Record extracts:
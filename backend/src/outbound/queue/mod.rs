//! In-process refresh queue backed by a Tokio channel.
//!
//! The sending half implements the `RefreshQueue` port; the receiving half is
//! drained by the refresh worker started alongside the HTTP server. Jobs are
//! not persisted, so refreshes pending at shutdown are dropped and picked up
//! again by the next stale-row scan.

use async_trait::async_trait;
use tokio::sync::mpsc;
use tracing::debug;

use crate::domain::CityId;
use crate::domain::ports::{RefreshQueue, RefreshQueueError};

/// Sending half of the refresh queue.
#[derive(Debug, Clone)]
pub struct TokioRefreshQueue {
    sender: mpsc::UnboundedSender<CityId>,
}

/// Receiving half handed to the refresh worker.
#[derive(Debug)]
pub struct RefreshJobs {
    receiver: mpsc::UnboundedReceiver<CityId>,
}

impl RefreshJobs {
    /// Wait for the next city to refresh; `None` once every sender is gone.
    pub async fn next(&mut self) -> Option<CityId> {
        self.receiver.recv().await
    }
}

/// Create a connected queue and job stream.
pub fn refresh_channel() -> (TokioRefreshQueue, RefreshJobs) {
    let (sender, receiver) = mpsc::unbounded_channel();
    (TokioRefreshQueue { sender }, RefreshJobs { receiver })
}

#[async_trait]
impl RefreshQueue for TokioRefreshQueue {
    async fn enqueue(&self, city_id: CityId) -> Result<(), RefreshQueueError> {
        self.sender
            .send(city_id)
            .map_err(|_| RefreshQueueError::closed())?;
        debug!(%city_id, "weather refresh enqueued");
        Ok(())
    }
}
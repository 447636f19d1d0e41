//! Port for the upstream current-weather provider.
use async_trait::async_trait;
use serde_json::Value;

use crate::domain::Coordinates;

use super::define_port_error;

define_port_error! {
    /// Errors raised when fetching current weather.
    pub enum WeatherSourceError {
        /// Request could not be sent or the connection failed.
        Transport { message: String } => "weather provider transport failed: {message}",
        /// Request timed out.
        Timeout { message: String } => "weather provider request timed out: {message}",
        /// Upstream asked us to slow down.
        RateLimited { message: String } => "weather provider rate limited request: {message}",
        /// Upstream rejected the request (bad key, bad coordinates).
        InvalidRequest { message: String } => "weather provider rejected request: {message}",
        /// Response body was not JSON.
        Decode { message: String } => "weather provider response decode failed: {message}",
    }
}

#[cfg_attr(test, mockall::automock)]
#[async_trait]
pub trait WeatherSource: Send + Sync {
    /// Current conditions at `coordinates`, as the provider's raw JSON.
    async fn current(&self, coordinates: &Coordinates) -> Result<Value, WeatherSourceError>;
}
//! Diesel table definitions for the PostgreSQL schema.
//!
//! These definitions must match `migrations/` exactly. Regenerate with
//! `diesel print-schema` after changing a migration.

diesel::table! {
    /// Registered accounts.
    users (id) {
        id -> Uuid,
        username -> Varchar,
        email -> Varchar,
        /// PHC-formatted Argon2id hash.
        password_hash -> Text,
        is_active -> Bool,
        created_at -> Timestamptz,
    }
}

diesel::table! {
    /// Cities geocoded on first subscription; `name` is unique.
    cities (id) {
        id -> Uuid,
        name -> Varchar,
        latitude -> Float8,
        longitude -> Float8,
        created_at -> Timestamptz,
    }
}

diesel::table! {
    /// Forecast subscriptions, unique per (user_id, city_id).
    subscriptions (id) {
        id -> Uuid,
        user_id -> Uuid,
        city_id -> Uuid,
        /// Hours between emails.
        period -> Int4,
        next_message -> Timestamptz,
        is_active -> Bool,
        temperature -> Bool,
        precipitation -> Bool,
        cloudiness -> Bool,
        humidity -> Bool,
        wind -> Bool,
        wind_speed -> Bool,
        pressure -> Bool,
        feels_like -> Bool,
        created_at -> Timestamptz,
        updated_at -> Timestamptz,
    }
}

diesel::table! {
    /// Latest provider payload per city.
    weather_data (city_id) {
        city_id -> Uuid,
        updated_at -> Timestamptz,
        /// Provider payload, stored verbatim.
        #[sql_name = "weather_data"]
        payload -> Jsonb,
    }
}

diesel::joinable!(subscriptions -> users (user_id));
diesel::joinable!(subscriptions -> cities (city_id));
diesel::joinable!(weather_data -> cities (city_id));

diesel::allow_tables_to_appear_in_same_query!(users, cities, subscriptions, weather_data);
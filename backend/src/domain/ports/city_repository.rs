//! Port for the geocoded city catalogue.
use async_trait::async_trait;

use crate::domain::{City, CityId, CityName};

use super::define_port_error;

define_port_error! {
    /// Persistence errors raised by city repository adapters.
    pub enum CityPersistenceError {
        /// Repository connection could not be established.
        Connection { message: String } => "city repository connection failed: {message}",
        /// Query or mutation failed during execution.
        Query { message: String } => "city repository query failed: {message}",
    }
}

#[cfg_attr(test, mockall::automock)]
#[async_trait]
pub trait CityRepository: Send + Sync {
    /// Look a city up by its exact name.
    async fn find_by_name(&self, name: &CityName) -> Result<Option<City>, CityPersistenceError>;

    async fn find_by_id(&self, id: &CityId) -> Result<Option<City>, CityPersistenceError>;

    /// Store `city` unless a city with the same name exists; return the stored row.
    async fn insert_or_get(&self, city: &City) -> Result<City, CityPersistenceError>;

    /// Cities that have no cached weather row yet.
    async fn list_without_weather(&self) -> Result<Vec<City>, CityPersistenceError>;
}
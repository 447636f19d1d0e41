//! DTOs for decoding Nominatim search responses.
//!
//! Nominatim returns coordinates as decimal strings.

use serde::Deserialize;

use crate::domain::Coordinates;

#[derive(Debug, Deserialize)]
pub(super) struct PlaceDto {
    pub(super) lat: String,
    pub(super) lon: String,
}

impl PlaceDto {
    pub(super) fn into_coordinates(self) -> Result<Coordinates, String> {
        let latitude: f64 = self
            .lat
            .trim()
            .parse()
            .map_err(|err| format!("latitude '{}' is not a number: {err}", self.lat))?;
        let longitude: f64 = self
            .lon
            .trim()
            .parse()
            .map_err(|err| format!("longitude '{}' is not a number: {err}", self.lon))?;
        Coordinates::new(latitude, longitude).map_err(|err| err.to_string())
    }
}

Problem requirements: Please transcribe the listing in its entirety, exactly.

Result for this task:
filename backend/src/outbound/queue/mod.rs
//! In-process refresh queue backed by a Tokio channel.
//!
//! The sending half implements the `RefreshQueue` port; the receiving half is
//! drained by the refresh worker started alongside the HTTP server. Jobs are
//! not persisted, so refreshes pending at shutdown are dropped and picked up
//! again by the next stale-row scan.

use async_trait::async_trait;
use tokio::sync::mpsc;
use tracing::debug;

use crate::domain::CityId;
use crate::domain::ports::{RefreshQueue, RefreshQueueError};

/// Sending half of the refresh queue.
#[derive(Debug, Clone)]
pub struct TokioRefreshQueue {
    sender: mpsc::UnboundedSender<CityId>,
}

/// Receiving half handed to the refresh worker.
#[derive(Debug)]
pub struct RefreshJobs {
    receiver: mpsc::UnboundedReceiver<CityId>,
}

impl RefreshJobs {
    /// Wait for the next city to refresh; `None` once every sender is gone.
    pub async fn next(&mut self) -> Option<CityId> {
        self.receiver.recv().await
    }
}

/// Create a connected queue and job stream.
pub fn refresh_channel() -> (TokioRefreshQueue, RefreshJobs) {
    let (sender, receiver) = mpsc::unbounded_channel();
    (TokioRefreshQueue { sender }, RefreshJobs { receiver })
}

#[async_trait]
impl RefreshQueue for TokioRefreshQueue {
    async fn enqueue(&self, city_id: CityId) -> Result<(), RefreshQueueError> {
        self.sender
            .send(city_id)
            .map_err(|_| RefreshQueueError::closed())?;
        debug!(%city_id, "weather refresh enqueued");
        Ok(())
    }
}
repository 447636f19d1d0e41
//! Port for the upstream current-weather provider.
use async_trait::async_trait;
use serde_json::Value;

use crate::domain::Coordinates;

use super::define_port_error;

define_port_error! {
    /// Errors raised when fetching current weather.
    pub enum WeatherSourceError {
        /// Request could not be sent or the connection failed.
        Transport { message: String } => "weather provider transport failed: {message}",
        /// Request timed out.
        Timeout { message: String } => "weather provider request timed out: {message}",
        /// Upstream asked us to slow down.
        RateLimited { message: String } => "weather provider rate limited request: {message}",
        /// Upstream rejected the request (bad key, bad coordinates).
        InvalidRequest { message: String } => "weather provider rejected request: {message}",
        /// Response body was not JSON.
        Decode { message: String } => "weather provider response decode failed: {message}",
    }
}

#[cfg_attr(test, mockall::automock)]
#[async_trait]
pub trait WeatherSource: Send + Sync {
    /// Current conditions at `coordinates`, as the provider's raw JSON.
    async fn current(&self, coordinates: &Coordinates) -> Result<Value, WeatherSourceError>;
}
//! Diesel table definitions for the PostgreSQL schema.
//!
//! These definitions must match `migrations/` exactly. Regenerate with
//! `diesel print-schema` after changing a migration.

diesel::table! {
    /// Registered accounts.
    users (id) {
        id -> Uuid,
        username -> Varchar,
        email -> Varchar,
        /// PHC-formatted Argon2id hash.
        password_hash -> Text,
        is_active -> Bool,
        created_at -> Timestamptz,
    }
}

diesel::table! {
    /// Cities geocoded on first subscription; `name` is unique.
    cities (id) {
        id -> Uuid,
        name -> Varchar,
        latitude -> Float8,
        longitude -> Float8,
        created_at -> Timestamptz,
    }
}

diesel::table! {
    /// Forecast subscriptions, unique per (user_id, city_id).
    subscriptions (id) {
        id -> Uuid,
        user_id -> Uuid,
        city_id -> Uuid,
        /// Hours between emails.
        period -> Int4,
        next_message -> Timestamptz,
        is_active -> Bool,
        temperature -> Bool,
        precipitation -> Bool,
        cloudiness -> Bool,
        humidity -> Bool,
        wind -> Bool,
        wind_speed -> Bool,
        pressure -> Bool,
        feels_like -> Bool,
        created_at -> Timestamptz,
        updated_at -> Timestamptz,
    }
}

diesel::table! {
    /// Latest provider payload per city.
    weather_data (city_id) {
        city_id -> Uuid,
        updated_at -> Timestamptz,
        /// Provider payload, stored verbatim.
        #[sql_name = "weather_data"]
        payload -> Jsonb,
    }
}

diesel::joinable!(subscriptions -> users (user_id));
diesel::joinable!(subscriptions -> cities (city_id));
diesel::joinable!(weather_data -> cities (city_id));

diesel::allow_tables_to_appear_in_same_query!(users, cities, subscriptions, weather_data);
filename backend/src/domain/ports/city_repository.rs
//! Port for the geocoded city catalogue.
use async_trait::async_trait;

use crate::domain::{City, CityId, CityName};

use super::define_port_error;

define_port_error! {
    /// Persistence errors raised by city repository adapters.
    pub enum CityPersistenceError {
        /// Repository connection could not be established.
        Connection { message: String } => "city repository connection failed: {message}",
        /// Query or mutation failed during execution.
        Query { message: String } => "city repository query failed: {message}",
    }
}

#[cfg_attr(test, mockall::automock)]
#[async_trait]
pub trait CityRepository: Send + Sync {
    /// Look a city up by its exact name.
    async fn find_by_name(&self, name: &CityName) -> Result<Option<City>, CityPersistenceError>;

    async fn find_by_id(&self, id: &CityId) -> Result<Option<City>, CityPersistenceError>;

    /// Store `city` unless a city with the same name exists; return the stored row.
    async fn insert_or_get(&self, city: &City) -> Result<City, CityPersistenceError>;

    /// Cities that have no cached weather row yet.
    async fn list_without_weather(&self) -> Result<Vec<City>, CityPersistenceError>;
}
repository 447636f19d1d0e41
//! DTOs for decoding Nominatim search responses.
//!
//! Nominatim returns coordinates as decimal strings.

use serde::Deserialize;

use crate::domain::Coordinates;

#[derive(Debug, Deserialize)]
pub(super) struct PlaceDto {
    pub(super) lat: String,
    pub(super) lon: String,
}

impl PlaceDto {
    pub(super) fn into_coordinates(self) -> Result<Coordinates, String> {
        let latitude: f64 = self
            .lat
            .trim()
            .parse()
            .map_err(|err| format!("latitude '{}' is not a number: {err}", self.lat))?;
        let longitude: f64 = self
            .lon
            .trim()
            .parse()
            .map_err(|err| format!("longitude '{}' is not a number: {err}", self.lon))?;
        Coordinates::new(latitude, longitude).map_err(|err| err.to_string())
    }
}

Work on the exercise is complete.